THCStream was recently moved to ATen by @mruberry: #8997. This PR now introduces a guard class that replaces AutoStream from torch/csrc/ and also uses this new stream interface.

I had to extend the CUDAStream interface with unchecked calls, so that we can reset the stream without throwing an exception in the guard's destructor.

@colesbury @apaszke @ezyang

Fixes #7800

goldsborough · 2018-07-10T04:24:53Z

@pytorchbot retest this please

goldsborough · 2018-07-10T22:00:13Z

@pytorchbot retest this please

aten/src/ATen/CUDAStreamGuard.h

torch/csrc/cuda/comm.cpp

goldsborough · 2018-07-12T02:49:07Z

After discussing a strategy with @mruberry, we agreed that it would be better that CUDAStreamGuard (formerly) not only set the current stream, but also the current device to the one associated with the stream supplied to the guard. In that sense, this kind of guard would actually be more of an extension ofat::DeviceGuard, giving it an understanding of CUDA streams (and maybe in the future, more CUDA specific things). As such, we decided to call it CUDAGuard (like DeviceGuard, but for all CUDA things).

Given the above, it might seem to make sense to inherit CUDAGuard from DeviceGuard. At the moment DeviceGuard is still very CUDA specific, so this would be fine. However in the future DeviceGuard should gain more understanding of other kinds of devices.

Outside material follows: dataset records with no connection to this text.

//! Down-the-bore orbit view.
//!
//! The shaft is wound into a shallow helix receding from the viewer, so all
//! hundred stations stay visible inside one circular frame while each one
//! orbits its own base point with the whirl phase. Opacity and projection
//! scale both fall off with axial position, which is all the depth cueing a
//! single-axis perspective needs. Support housings ride their station's base
//! point with a dashed clearance connector to the deflected shaft.

use crate::projection::{project_radial, Projected};
use crate::sampler;
use crate::scene::{Primitive, Rgba, Scene};
use crate::views::{
    self, damping_modifier, push_danger_frame, RenderInput, RenderMode, ViewRenderer,
};

/// World-units of orbit radius per unit of normalized displacement.
pub const VISUAL_SCALE: f64 = 0.15;
/// Radians of helix twist over the full shaft length.
pub const HELIX_PITCH: f64 = 12.0;
/// In-plane radius of the helix coil.
pub const HELIX_RADIUS: f64 = 0.25;

const VIEWPORT_W: f64 = 600.0;
const VIEWPORT_H: f64 = 600.0;

/// Screen radius per unit of segment diameter, before projection scale.
const DISK_RADIUS_GAIN: f64 = 15.0;
/// Housing bore in world units, scaled by the station's projection.
const HOUSING_RADIUS: f64 = 0.12 * 400.0;
const DISK_FILL: Rgba = Rgba::new(0x0e, 0x74, 0x90);

const DEPTH_GRID: f64 = 1000.0;
const DEPTH_HOUSING: f64 = 500.0;
const DEPTH_SHAFT: f64 = 100.0;
const DEPTH_SUPPORT_DOT: f64 = 50.0;
const DEPTH_LEADING_EDGE: f64 = 40.0;
const DEPTH_TEXT: f64 = 30.0;

/// One station: undeflected helix point and deflected shaft point, both in
/// screen space, plus the projection scale at that depth.
struct Station {
    u: f64,
    base: (f64, f64),
    tip: (f64, f64),
    scale: f64,
}

#[derive(Default)]
pub struct RadialView;

impl RadialView {
    pub fn new() -> Self {
        Self
    }
}

impl ViewRenderer for RadialView {
    fn label(&self) -> &'static str {
        "radial"
    }

    fn viewport(&self) -> (f64, f64) {
        (VIEWPORT_W, VIEWPORT_H)
    }

    fn render(&mut self, input: &RenderInput<'_>) -> Scene {
        let mut scene = Scene::new(VIEWPORT_W, VIEWPORT_H);
        let pan = input.camera.pan;
        push_crosshair(&mut scene, pan);

        let stations = station_layout(input);
        push_housings(&mut scene, input, &stations);

        match input.settings.render_mode {
            RenderMode::Solid => push_disks(&mut scene, input, &stations),
            RenderMode::Line => push_segment_lines(&mut scene, &stations),
        }
        push_support_dots(&mut scene, input, &stations);
        push_leading_edge(&mut scene, &stations);

        if input.danger {
            push_danger_frame(&mut scene);
        }
        scene
    }
}

// ---------------------------------------------------------------------------
// Layout
// ---------------------------------------------------------------------------

fn station_layout(input: &RenderInput<'_>) -> Vec<Station> {
    let data = input.data;
    let settings = input.settings;
    let n = data.segment_count();
    let span = (n.saturating_sub(1)).max(1) as f64;
    let mode = data.modes.get(settings.active_mode);
    let gain = settings.amplitude_scale * VISUAL_SCALE * damping_modifier(settings.damping);
    let pan = input.camera.pan;
    let viewport = (VIEWPORT_W, VIEWPORT_H);
    let place = |p: Projected| (p.x + pan.0, p.y + pan.1);

    (0..n)
        .map(|i| {
            let u = i as f64 / span;
            // The coil itself turns with the phase so the whole shaft
            // appears to spin, not just the deflection.
            let angle = u * HELIX_PITCH - input.phase;
            let base = (HELIX_RADIUS * angle.cos(), HELIX_RADIUS * angle.sin());
            let radius = mode
                .map(|m| sampler::sample(i, m, n))
                .unwrap_or(0.0)
                * gain;
            let tip = (
                base.0 + radius * input.phase.sin(),
                base.1 + radius * input.phase.cos(),
            );
            let pb = project_radial(base.0, base.1, u, viewport);
            let pt = project_radial(tip.0, tip.1, u, viewport);
            Station {
                u,
                base: place(pb),
                tip: place(pt),
                scale: pt.scale,
            }
        })
        .collect()
}

/// Depth-cue opacity: front of the shaft fully opaque, rear at half.
fn axial_fade(u: f64) -> f64 {
    1.0 - u * 0.5
}

// ---------------------------------------------------------------------------
// Elements
// ---------------------------------------------------------------------------

fn push_crosshair(scene: &mut Scene, pan: (f64, f64)) {
    let (cx, cy) = (VIEWPORT_W / 2.0 + pan.0, VIEWPORT_H / 2.0 + pan.1);
    let horizontal = vec![(cx - VIEWPORT_W / 2.0, cy), (cx + VIEWPORT_W / 2.0, cy)];
    let vertical = vec![(cx, cy - VIEWPORT_H / 2.0), (cx, cy + VIEWPORT_H / 2.0)];
    scene.push(Primitive::polyline(horizontal, views::CROSSHAIR).at_depth(DEPTH_GRID));
    scene.push(Primitive::polyline(vertical, views::CROSSHAIR).at_depth(DEPTH_GRID));
    scene.push(
        Primitive::circle(cx, cy, VIEWPORT_W / 3.0, views::CROSSHAIR)
            .dashed()
            .at_depth(DEPTH_GRID),
    );
}

fn push_housings(scene: &mut Scene, input: &RenderInput<'_>, stations: &[Station]) {
    let n = input.data.segment_count();
    for support in input.data.supports() {
        let Some(station) = stations.get(support.nearest_segment(n)) else {
            continue;
        };
        let fade = axial_fade(station.u);
        let (hx, hy) = station.base;
        scene.push(
            Primitive::circle(hx, hy, HOUSING_RADIUS * station.scale, views::HOUSING.faded(0.4 * fade))
                .with_width(1.5)
                .at_depth(DEPTH_HOUSING),
        );
        scene.push(
            Primitive::circle(hx, hy, 2.0, views::HOUSING.faded(fade))
                .filled()
                .at_depth(DEPTH_HOUSING),
        );
        scene.push(
            Primitive::polyline(vec![(hx, hy), station.tip], views::HOUSING.faded(0.3 * fade))
                .dashed()
                .at_depth(DEPTH_HOUSING),
        );
        scene.push(
            Primitive::text(
                hx + 8.0,
                hy - 8.0,
                support.name.as_str(),
                views::HOUSING.faded(0.7 * fade),
            )
            .at_depth(DEPTH_TEXT),
        );
    }
}

fn push_disks(scene: &mut Scene, input: &RenderInput<'_>, stations: &[Station]) {
    for (segment, station) in input.data.shaft_segments.iter().zip(stations) {
        let fade = axial_fade(station.u);
        let radius = segment.outer_diameter * DISK_RADIUS_GAIN * station.scale;
        let depth = DEPTH_SHAFT + station.u * 100.0;
        let (x, y) = station.tip;
        scene.push(
            Primitive::circle(x, y, radius, DISK_FILL.faded(fade))
                .filled()
                .at_depth(depth),
        );
        scene.push(
            Primitive::circle(x, y, radius, views::ACCENT.faded(fade)).at_depth(depth - 0.5),
        );
        scene.push(
            Primitive::circle(x, y, radius * 0.6, views::ACCENT.faded(0.2 * fade))
                .at_depth(depth - 0.4),
        );
    }
}

fn push_segment_lines(scene: &mut Scene, stations: &[Station]) {
    for pair in stations.windows(2) {
        let fade = axial_fade(pair[0].u);
        let depth = DEPTH_SHAFT + pair[0].u * 100.0;
        scene.push(
            Primitive::polyline(vec![pair[0].tip, pair[1].tip], views::ACCENT.faded(fade))
                .with_width(3.0)
                .at_depth(depth),
        );
    }
}

fn push_support_dots(scene: &mut Scene, input: &RenderInput<'_>, stations: &[Station]) {
    let n = input.data.segment_count();
    for support in input.data.supports() {
        let Some(station) = stations.get(support.nearest_segment(n)) else {
            continue;
        };
        let (x, y) = station.tip;
        scene.push(
            Primitive::circle(x, y, 3.0, views::SHAFT_DOT)
                .filled()
                .at_depth(DEPTH_SUPPORT_DOT),
        );
        scene.push(Primitive::circle(x, y, 3.0, views::WHITE).at_depth(DEPTH_SUPPORT_DOT - 0.5));
    }
}

/// The governor-end station gets a red marker so spin direction and phase
/// stay readable even in line mode.
fn push_leading_edge(scene: &mut Scene, stations: &[Station]) {
    let Some(first) = stations.first() else {
        return;
    };
    let (x, y) = first.tip;
    scene.push(
        Primitive::circle(x, y, 3.0, views::ALERT)
            .filled()
            .at_depth(DEPTH_LEADING_EDGE),
    );
    scene.push(Primitive::circle(x, y, 3.0, views::WHITE).at_depth(DEPTH_LEADING_EDGE - 0.5));
}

At that point, a CUDAGuard would not follow an is-a relationship with DeviceGuard anymore (e.g. a DeviceGuard can accept a RandomFPGADevice, but it wouldn't make sense for a CUDAGuard to deal with such an object). So instead of inheritance, I think it's better to use composition and implement the device-specific parts of CUDAGuard using a DeviceGuard. So much for my design thoughts here.

NOTE: I changed AT_CHECK in CUDAStream.cpp to AT_ASSERT. AT_ASSERT should be used for asserts without a message, AT_CHECK for asserts with a message.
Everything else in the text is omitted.